- **EXCERPTED RECORDS**:
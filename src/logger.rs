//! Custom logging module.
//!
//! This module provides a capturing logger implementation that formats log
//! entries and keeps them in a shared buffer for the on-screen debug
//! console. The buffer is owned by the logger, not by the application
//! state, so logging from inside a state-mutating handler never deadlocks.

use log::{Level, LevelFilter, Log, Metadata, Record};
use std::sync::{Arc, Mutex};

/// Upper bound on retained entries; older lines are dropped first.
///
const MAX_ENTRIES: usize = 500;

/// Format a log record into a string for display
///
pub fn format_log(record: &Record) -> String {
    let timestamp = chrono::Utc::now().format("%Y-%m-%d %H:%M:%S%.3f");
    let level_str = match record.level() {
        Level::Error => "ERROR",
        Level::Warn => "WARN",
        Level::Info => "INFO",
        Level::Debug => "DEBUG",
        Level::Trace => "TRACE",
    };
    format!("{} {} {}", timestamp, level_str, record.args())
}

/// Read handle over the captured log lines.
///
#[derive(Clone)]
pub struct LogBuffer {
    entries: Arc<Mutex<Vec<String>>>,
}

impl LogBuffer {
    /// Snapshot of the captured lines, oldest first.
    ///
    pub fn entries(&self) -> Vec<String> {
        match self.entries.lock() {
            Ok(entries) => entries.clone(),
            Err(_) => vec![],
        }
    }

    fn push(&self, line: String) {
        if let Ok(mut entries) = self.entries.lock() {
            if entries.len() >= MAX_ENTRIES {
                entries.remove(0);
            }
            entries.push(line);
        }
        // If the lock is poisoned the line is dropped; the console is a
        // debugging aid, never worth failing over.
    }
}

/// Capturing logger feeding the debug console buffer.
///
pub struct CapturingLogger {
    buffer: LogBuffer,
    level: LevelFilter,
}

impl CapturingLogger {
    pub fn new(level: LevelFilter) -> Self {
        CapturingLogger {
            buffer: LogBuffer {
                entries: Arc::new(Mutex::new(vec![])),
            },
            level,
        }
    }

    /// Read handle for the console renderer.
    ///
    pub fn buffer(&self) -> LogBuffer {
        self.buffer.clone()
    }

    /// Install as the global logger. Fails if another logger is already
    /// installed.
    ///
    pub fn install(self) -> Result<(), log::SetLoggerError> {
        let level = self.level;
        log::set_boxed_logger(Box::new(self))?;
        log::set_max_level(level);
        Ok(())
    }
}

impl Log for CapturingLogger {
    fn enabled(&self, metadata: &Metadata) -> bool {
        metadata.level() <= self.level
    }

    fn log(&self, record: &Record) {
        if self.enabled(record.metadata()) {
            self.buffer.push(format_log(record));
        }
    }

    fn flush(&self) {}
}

- **WHAT TO PRODUCE**: Respond with the exact lines running from the one that contains "fn log(&self, record: &Record)" through the last line of the data above, and no other lines.

- **COMPLETED EXERCISE**:
    fn log(&self, record: &Record) {
        if self.enabled(record.metadata()) {
            self.buffer.push(format_log(record));
        }
    }

    fn flush(&self) {}
}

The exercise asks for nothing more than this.